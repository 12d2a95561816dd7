use clap::{Args, Parser, Subcommand};
use std::path::PathBuf;

const HELP_TEMPLATE: &str = "\
{before-help}{name} {version}
{author-with-newline}{about-with-newline}
{usage-heading} {usage}

{all-args}{after-help}
";

#[derive(Parser, Debug)]
#[command(
    version,
    about = "posescore - batched LK-ball desolvation energies and analytic gradients for stacks of molecular poses.",
    help_template = HELP_TEMPLATE,
)]
#[command(propagate_version = true)]
pub struct Cli {
    #[command(subcommand)]
    pub command: Commands,

    /// Increase verbosity level (-v for INFO, -vv for DEBUG, -vvv for TRACE)
    #[arg(short, long, action = clap::ArgAction::Count, global = true)]
    pub verbose: u8,

    /// Suppress all log output except for errors
    #[arg(short, long, global = true, conflicts_with = "verbose")]
    pub quiet: bool,

    /// Write logs to a specified file in addition to the console output
    #[arg(long, global = true, value_name = "PATH")]
    pub log_file: Option<PathBuf>,

    /// Set the number of threads for parallel computation.
    /// Defaults to the number of available logical cores.
    #[arg(short = 'j', long, global = true, value_name = "NUM")]
    pub threads: Option<usize>,
}

#[derive(Subcommand, Debug)]
pub enum Commands {
    /// Score a pose stack and optionally write coordinate and water gradients.
    Score(ScoreArgs),
    /// Score explicit donor-acceptor pairs with the hydrogen bond potential.
    Hbond(HBondArgs),
}

/// Arguments for the `score` subcommand.
#[derive(Args, Debug)]
pub struct ScoreArgs {
    /// Path to the pose stack and block-type tables in JSON format.
    #[arg(short, long, required = true, value_name = "PATH")]
    pub stack: PathBuf,

    /// Path to a TOML file overriding the global potential parameters.
    #[arg(short, long, value_name = "PATH")]
    pub params: Option<PathBuf>,

    /// Run the backward pass and write the gradients to this JSON file.
    #[arg(short, long, value_name = "PATH")]
    pub gradients: Option<PathBuf>,
}

/// Arguments for the `hbond` subcommand.
#[derive(Args, Debug)]
pub struct HBondArgs {
    /// Path to the donor-acceptor pairs and their parameters in JSON format.
    #[arg(long, required = true, value_name = "PATH")]
    pub pairs: PathBuf,

    /// Path to a TOML file overriding the global potential parameters.
    #[arg(short, long, value_name = "PATH")]
    pub params: Option<PathBuf>,

    /// Write the per-pair atom gradients to this JSON file.
    #[arg(short, long, value_name = "PATH")]
    pub gradients: Option<PathBuf>,
}
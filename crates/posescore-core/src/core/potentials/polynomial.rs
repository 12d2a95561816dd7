use crate::core::geometry::{Real, real};

/// Value and first derivative of a scalar function.
#[derive(Debug, Clone, Copy, PartialEq)]
pub struct ScalarGrad<T: Real> {
    pub value: T,
    pub d_x: T,
}

impl<T: Real> ScalarGrad<T> {
    #[inline]
    pub fn constant(value: T) -> Self {
        Self {
            value,
            d_x: real(0.0),
        }
    }
}

/// Horner evaluation; `coeffs[0]` is the highest-degree coefficient.
pub fn poly<T: Real, const N: usize>(x: T, coeffs: &[T; N]) -> T {
    coeffs.iter().fold(real(0.0), |acc, &c| acc * x + c)
}

pub fn poly_with_grad<T: Real, const N: usize>(x: T, coeffs: &[T; N]) -> ScalarGrad<T> {
    let mut value: T = real(0.0);
    let mut d_x: T = real(0.0);
    for &c in coeffs {
        d_x = d_x * x + value;
        value = value * x + c;
    }
    ScalarGrad { value, d_x }
}

/// Polynomial clamped to constant bounds outside `range`.
pub fn bound_poly<T: Real, const N: usize>(
    x: T,
    coeffs: &[T; N],
    range: &[T; 2],
    bound: &[T; 2],
) -> T {
    if x < range[0] {
        bound[0]
    } else if x > range[1] {
        bound[1]
    } else {
        poly(x, coeffs)
    }
}

pub fn bound_poly_with_grad<T: Real, const N: usize>(
    x: T,
    coeffs: &[T; N],
    range: &[T; 2],
    bound: &[T; 2],
) -> ScalarGrad<T> {
    if x < range[0] {
        ScalarGrad::constant(bound[0])
    } else if x > range[1] {
        ScalarGrad::constant(bound[1])
    } else {
        poly_with_grad(x, coeffs)
    }
}

/// One end of a cubic Hermite segment: position, value and slope.
#[derive(Debug, Clone, Copy, PartialEq)]
pub struct Knot<T: Real> {
    pub x: T,
    pub y: T,
    pub dy: T,
}

impl<T: Real> Knot<T> {
    pub fn new(x: T, y: T, dy: T) -> Self {
        Self { x, y, dy }
    }
}

/// Hermite basis weights of `lo.y`, `lo.dy`, `hi.y` and `hi.dy` at `t`.
fn hermite_basis<T: Real>(t: T) -> [T; 4] {
    let t2 = t * t;
    let t3 = t2 * t;
    let two = real::<T>(2.0);
    let three = real::<T>(3.0);
    [
        two * t3 - three * t2 + real(1.0),
        t3 - two * t2 + t,
        three * t2 - two * t3,
        t3 - t2,
    ]
}

/// Derivatives of [`hermite_basis`] in `t`.
fn hermite_basis_slope<T: Real>(t: T) -> [T; 4] {
    let t2 = t * t;
    let two = real::<T>(2.0);
    let three = real::<T>(3.0);
    let six = real::<T>(6.0);
    [
        six * t2 - six * t,
        three * t2 - real::<T>(4.0) * t + real(1.0),
        six * t - six * t2,
        three * t2 - two * t,
    ]
}

#[inline]
fn hermite_combine<T: Real>(basis: &[T; 4], width: T, lo: &Knot<T>, hi: &Knot<T>) -> T {
    basis[0] * lo.y + basis[1] * width * lo.dy + basis[2] * hi.y + basis[3] * width * hi.dy
}

/// Cubic Hermite interpolation between two knots.
pub fn interpolate<T: Real>(x: T, lo: &Knot<T>, hi: &Knot<T>) -> T {
    let width = hi.x - lo.x;
    let t = (x - lo.x) / width;
    hermite_combine(&hermite_basis(t), width, lo, hi)
}

pub fn interpolate_with_grad<T: Real>(x: T, lo: &Knot<T>, hi: &Knot<T>) -> ScalarGrad<T> {
    let width = hi.x - lo.x;
    let t = (x - lo.x) / width;
    ScalarGrad {
        value: hermite_combine(&hermite_basis(t), width, lo, hi),
        d_x: hermite_combine(&hermite_basis_slope(t), width, lo, hi) / width,
    }
}

#[inline]
fn zero_knot<T: Real>(x_zero: T) -> Knot<T> {
    Knot::new(x_zero, real(0.0), real(0.0))
}

/// Hermite fade from `lo` to a flat zero at `x_zero`.
pub fn interpolate_to_zero<T: Real>(x: T, lo: &Knot<T>, x_zero: T) -> T {
    interpolate(x, lo, &zero_knot(x_zero))
}

pub fn interpolate_to_zero_with_grad<T: Real>(x: T, lo: &Knot<T>, x_zero: T) -> ScalarGrad<T> {
    interpolate_with_grad(x, lo, &zero_knot(x_zero))
}

#[cfg(test)]
mod tests {
    use super::*;

    const TOLERANCE: f64 = 1e-9;

    fn f64_approx_equal(a: f64, b: f64) -> bool {
        (a - b).abs() < TOLERANCE
    }

    #[test]
    fn poly_uses_highest_degree_first() {
        // 2x^2 - 3x + 1
        let coeffs = [2.0, -3.0, 1.0];
        assert!(f64_approx_equal(poly(2.0, &coeffs), 3.0));
    }

    #[test]
    fn poly_with_grad_matches_analytic_derivative() {
        let coeffs = [2.0, -3.0, 1.0];
        let grad = poly_with_grad(2.0, &coeffs);
        assert_eq!(grad.value, poly(2.0, &coeffs));
        assert!(f64_approx_equal(grad.d_x, 5.0));
    }

    #[test]
    fn bound_poly_is_constant_outside_range() {
        let coeffs = [1.0, 0.0];
        let range = [-1.0, 1.0];
        let bound = [-5.0, 5.0];
        assert_eq!(bound_poly(-2.0, &coeffs, &range, &bound), -5.0);
        assert_eq!(bound_poly(2.0, &coeffs, &range, &bound), 5.0);
        assert_eq!(bound_poly(0.5, &coeffs, &range, &bound), 0.5);

        let outside = bound_poly_with_grad(3.0, &coeffs, &range, &bound);
        assert_eq!(outside, ScalarGrad::constant(5.0));
    }

    #[test]
    fn interpolate_hits_both_knots() {
        let lo = Knot::new(1.0, 2.0, -1.0);
        let hi = Knot::new(3.0, 0.5, 0.25);
        let at_lo = interpolate_with_grad(1.0, &lo, &hi);
        let at_hi = interpolate_with_grad(3.0, &lo, &hi);
        assert!(f64_approx_equal(at_lo.value, 2.0));
        assert!(f64_approx_equal(at_lo.d_x, -1.0));
        assert!(f64_approx_equal(at_hi.value, 0.5));
        assert!(f64_approx_equal(at_hi.d_x, 0.25));
    }

    #[test]
    fn interpolate_derivative_matches_finite_differences() {
        let lo = Knot::new(4.5, 0.05, -0.04);
        let hi = Knot::new(6.0, 0.0, 0.0);
        let h = 1e-6;
        for x in [4.7f64, 5.2, 5.9] {
            let grad = interpolate_to_zero_with_grad(x, &lo, 6.0);
            let numeric = (interpolate(x + h, &lo, &hi) - interpolate(x - h, &lo, &hi)) / (2.0 * h);
            assert!((grad.d_x - numeric).abs() < 1e-7);
        }
    }

    #[test]
    fn interpolate_to_zero_fades_flat_into_the_end_knot() {
        let lo = Knot::new(4.5f64, 0.05, -0.04);
        assert!(f64_approx_equal(interpolate_to_zero(4.5, &lo, 6.0), 0.05));
        assert!(f64_approx_equal(interpolate_to_zero(6.0, &lo, 6.0), 0.0));
        assert!(f64_approx_equal(interpolate_to_zero_with_grad(6.0, &lo, 6.0).d_x, 0.0));
    }

    #[test]
    fn value_only_interpolation_matches_the_gradient_path() {
        let lo = Knot::new(1.0f64, 2.0, -1.0);
        let hi = Knot::new(3.0, 0.5, 0.25);
        for x in [1.0, 1.3, 2.0, 2.9, 3.0] {
            assert_eq!(interpolate(x, &lo, &hi), interpolate_with_grad(x, &lo, &hi).value);
            assert_eq!(
                interpolate_to_zero(x, &lo, 3.5),
                interpolate_to_zero_with_grad(x, &lo, 3.5).value
            );
        }
    }
}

--------------------

__Your goal__
Across all the entries above, count each line that has the word "struct" in it, and give only the count.

__Written answer__
5